Landscape modeling of gene flow: improved power using conditional genetic distance derived from the topology of population networks

Landscape modeling of gene flow: improved power using conditional genetic distance derived from the topology of population networks

DYER, R. J., NASON, J. D., & GARRICK, R. C. (2010). Landscape modeling of gene flow: Improved power using conditional genetic distance derived from the topology of population networks. Molecular Ecology19(17), 3746-3759. https://doi.org/10.1111/j.1365-294X.2010.04748.x

Abstract

Landscape genetics is a burgeoning field of interest that focuses on how site-specific factors influence the distribution of genetic variation and the genetic connectivity of individuals and populations.

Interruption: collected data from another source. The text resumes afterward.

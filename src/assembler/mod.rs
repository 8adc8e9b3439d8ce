// smps2bin - An SMPS2ASM music script assembler for Mega Drive sound drivers
// Copyright (C) 2026  Marcel Joachim Kloubert <marcel@kloubert.dev>
//
// This program is free software: you can redistribute it and/or modify
// it under the terms of the GNU Affero General Public License as published by
// the Free Software Foundation, either version 3 of the License, or
// (at your option) any later version.
//
// This program is distributed in the hope that it will be useful,
// but WITHOUT ANY WARRANTY; without even the implied warranty of
// MERCHANTABILITY or FITNESS FOR A PARTICULAR PURPOSE.  See the
// GNU Affero General Public License for more details.
//
// You should have received a copy of the GNU Affero General Public License
// along with this program.  If not, see <https://www.gnu.org/licenses/>.

//! Two-pass assembly.
//!
//! Pass one walks the source in order, binding labels at the current logical
//! address and encoding every instruction. Instructions with an argument
//! that names a label not yet seen are encoded with zero placeholders and
//! queued. Pass two revisits the queue in source order: each entry is
//! re-encoded in place with the song state it originally saw, and must write
//! exactly as many bytes as it did the first time.
//!
//! FM voice setters write no bytes, so a setter with a forward reference
//! only leaves a placeholder in the voice being built. The closing
//! `smpsVcTotalLevel` is deferred while any such placeholder is live and
//! re-runs those setters before packing the voice on pass two.

pub mod context;
mod deferred;
pub mod stream;

pub use context::{AssemblyContext, SongState};
pub use stream::OutputStream;

use deferred::{DeferredInstruction, DeferredQueue};

use crate::driver::DriverVersion;
use crate::encoder::{Encoder, Opcode, OpcodeInfo, OpcodeTable, Operands};
use crate::error::{CompileError, CompileWarning, ErrorCode, Errors, Span};
use crate::lexer::{Instruction, SourceLine};
use crate::symbols::{undefined_symbol_error, Resolution, Symbol, SymbolTable};

/// What to do when an instruction fails.
#[derive(Debug, Clone, Copy, Default, PartialEq, Eq)]
pub enum ErrorPolicy {
    /// Stop at the first error.
    #[default]
    Abort,
    /// Skip the failing instruction and report every error at the end.
    Continue,
}

/// Settings for one assembly run.
#[derive(Debug, Clone, Copy, PartialEq, Eq)]
pub struct AssemblerOptions {
    pub target: DriverVersion,
    /// Logical address of the first output byte.
    pub base_offset: u32,
    pub error_policy: ErrorPolicy,
}

impl AssemblerOptions {
    pub fn new(target: DriverVersion) -> Self {
        Self {
            target,
            base_offset: 0,
            error_policy: ErrorPolicy::Abort,
        }
    }

    pub fn with_base_offset(mut self, base_offset: u32) -> Self {
        self.base_offset = base_offset;
        self
    }

    pub fn with_error_policy(mut self, error_policy: ErrorPolicy) -> Self {
        self.error_policy = error_policy;
        self
    }
}

/// The result of a successful run.
#[derive(Debug, Clone, PartialEq, Eq)]
pub struct Assembly {
    pub code: Vec<u8>,
    pub warnings: Vec<CompileWarning>,
    /// How many instructions needed the second pass.
    pub deferred: usize,
}

/// Drives both passes over a tokenized source.
#[derive(Debug)]
pub struct Assembler {
    options: AssemblerOptions,
    table: OpcodeTable,
}

/// Per-run mutable state.
struct Run {
    context: AssemblyContext,
    symbols: SymbolTable,
    warnings: Vec<CompileWarning>,
    deferred: DeferredQueue,
    errors: Errors,
}

impl Assembler {
    pub fn new(options: AssemblerOptions) -> Self {
        Self {
            options,
            table: OpcodeTable::new(),
        }
    }

    /// Assemble `lines` into a binary.
    ///
    /// Any error, under either policy, means no binary.
    pub fn run(&self, lines: &[SourceLine]) -> Result<Assembly, Errors> {
        let target = self.options.target;
        let mut run = Run {
            context: AssemblyContext::new(target, self.options.base_offset),
            symbols: SymbolTable::with_defaults(target)?,
            warnings: Vec::new(),
            deferred: DeferredQueue::new(),
            errors: Errors::new(),
        };

        tracing::debug!(driver = %target, lines = lines.len(), "pass one");
        for line in lines {
            if let Some(label) = &line.label {
                let address = run.context.logical_address();
                if let Err(error) = run
                    .symbols
                    .define(Symbol::label(label.text.as_str(), address, label.span))
                {
                    self.fail(&mut run, error)?;
                }
            }

            if let Some(instruction) = &line.instruction {
                tracing::trace!(
                    line = line.line,
                    mnemonic = %instruction.mnemonic.text,
                    address = run.context.logical_address(),
                    "encoding"
                );
                if let Err(error) = self.first_pass(&mut run, instruction) {
                    self.fail(&mut run, error)?;
                }
            }
        }

        let deferred = std::mem::take(&mut run.deferred);
        let deferred_count = deferred.len();
        if !deferred.is_empty() {
            tracing::debug!(deferred = deferred_count, "pass two");
        }
        for entry in deferred {
            if let Err(error) = self.second_pass(&mut run, entry) {
                self.fail(&mut run, error)?;
            }
        }
        run.context.stream.seek_end();

        if run.errors.has_errors() {
            return Err(run.errors);
        }

        tracing::debug!(bytes = run.context.stream.len(), "assembly finished");
        Ok(Assembly {
            code: run.context.stream.into_bytes(),
            warnings: run.warnings,
            deferred: deferred_count,
        })
    }

    /// Record `error`; under [`ErrorPolicy::Abort`] end the run with it.
    fn fail(&self, run: &mut Run, error: CompileError) -> Result<(), Errors> {
        tracing::debug!(code = error.code_str(), "{}", error.message);
        run.errors.push(error);
        match self.options.error_policy {
            ErrorPolicy::Abort => Err(std::mem::take(&mut run.errors)),
            ErrorPolicy::Continue => Ok(()),
        }
    }

    fn first_pass(&self, run: &mut Run, instruction: &Instruction) -> Result<(), CompileError> {
        let info = self.lookup(instruction)?;
        let offset = run.context.stream.position();

        run.symbols.clear_undefined();
        let (mut operands, _) = resolve_operands(&mut run.symbols, instruction);
        if info.opcode == Opcode::VcTotalLevel && run.context.song.has_pending_voice() {
            operands = operands.into_provisional();
        }
        let song = operands
            .is_provisional()
            .then(|| run.context.song.clone());

        let result = Encoder::new(
            &mut run.context,
            &run.symbols,
            &mut run.warnings,
            info.mnemonic,
            instruction.span(),
        )
        .encode(&info, &operands);

        if let Err(error) = result {
            run.context.stream.truncate(offset);
            return Err(error);
        }

        if info.opcode.is_voice_setter() {
            run.context
                .song
                .record_voice_setter(info, instruction, operands.is_provisional());
        }

        if let Some(song) = song {
            run.deferred.push(DeferredInstruction {
                info,
                instruction: instruction.clone(),
                output_offset: offset,
                encoded_length: run.context.stream.position() - offset,
                song,
            });
        }
        Ok(())
    }

    fn second_pass(&self, run: &mut Run, entry: DeferredInstruction) -> Result<(), CompileError> {
        run.context.stream.seek(entry.output_offset);
        run.context.song = entry.song;

        run.symbols.clear_undefined();
        let (operands, undefined_span) = resolve_operands(&mut run.symbols, &entry.instruction);
        if let Some(name) = run.symbols.undefined() {
            let span = undefined_span.unwrap_or_else(|| entry.instruction.span());
            return Err(undefined_symbol_error(name, span)
                .with_hint("define the label somewhere in the file"));
        }
        if entry.info.opcode == Opcode::VcTotalLevel {
            self.replay_voice_setters(run)?;
        }

        Encoder::new(
            &mut run.context,
            &run.symbols,
            &mut run.warnings,
            entry.info.mnemonic,
            entry.instruction.span(),
        )
        .encode(&entry.info, &operands)?;

        let written = run.context.stream.position() - entry.output_offset;
        if written != entry.encoded_length {
            return Err(CompileError::new(
                ErrorCode::EncodingLengthMismatch,
                format!(
                    "{} encoded to {} bytes once its labels were known, but {} were reserved",
                    entry.info.mnemonic, written, entry.encoded_length
                ),
                entry.instruction.span(),
            ));
        }
        Ok(())
    }

    /// Re-run the setters that left placeholders in the voice being closed.
    fn replay_voice_setters(&self, run: &mut Run) -> Result<(), CompileError> {
        let setters = std::mem::take(&mut run.context.song.pending_voice);
        for setter in &setters {
            run.symbols.clear_undefined();
            let (operands, _) = resolve_operands(&mut run.symbols, &setter.instruction);
            if operands.is_provisional() {
                // Reported by the setter's own queue entry.
                continue;
            }
            tracing::trace!(mnemonic = setter.info.mnemonic, "replaying voice setter");
            Encoder::new(
                &mut run.context,
                &run.symbols,
                &mut run.warnings,
                setter.info.mnemonic,
                setter.instruction.span(),
            )
            .encode(&setter.info, &operands)?;
        }
        Ok(())
    }

    fn lookup(&self, instruction: &Instruction) -> Result<OpcodeInfo, CompileError> {
        let mnemonic = &instruction.mnemonic;
        self.table.lookup(&mnemonic.text).copied().ok_or_else(|| {
            CompileError::new(
                ErrorCode::UnknownInstruction,
                format!("Unknown instruction '{}'", mnemonic.text),
                mnemonic.span,
            )
        })
    }
}

/// Resolve every argument of `instruction`.
///
/// Unresolved arguments become zero and mark the operands provisional. The
/// span of the last unresolved argument is returned with them.
fn resolve_operands(symbols: &mut SymbolTable, instruction: &Instruction) -> (Operands, Option<Span>) {
    let mut values = Vec::with_capacity(instruction.args.len());
    let mut undefined = None;
    for arg in &instruction.args {
        match symbols.resolve(&arg.text) {
            Resolution::Value(value) => values.push(value),
            Resolution::Undefined(_) => {
                undefined = Some(arg.span);
                values.push(0);
            }
        }
    }
    (Operands::new(values, undefined.is_some()), undefined)
}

In this manuscript, we focus on two methodological extensions for landscape genetic analyses: conditional genetic distance (cGD) derived from population networks and the utility of extracting potentially confounding effects caused by correlations between phylogeographic history and contemporary ecological factors. Individual-based simulations show that when describing the spatial distribution of genetic variation, cGD consistently outperforms the traditional genetic distance measure of linearized F(ST) under both 1- and 2-dimensional stepping stone models and Cavalli-Sforza and Edward’s chord distance D(c) in 1-dimensional landscapes. To show how to identify and extract the effects of phylogeographic history before embarking on landscape genetic analyses, we use nuclear genotypic data from the Sonoran desert succulent Euphorbia lomelii (Euphrobiaceae), for which a detailed phylogeographic history has previously been determined. For E. lomelii, removing the effect of phylogeographic history significantly influences our ability to infer both the identity and the relative importance of spatial and bio-climatic variables in subsequent landscape genetic analyses. We close by discussing the utility of cGD in landscape genetic analyses.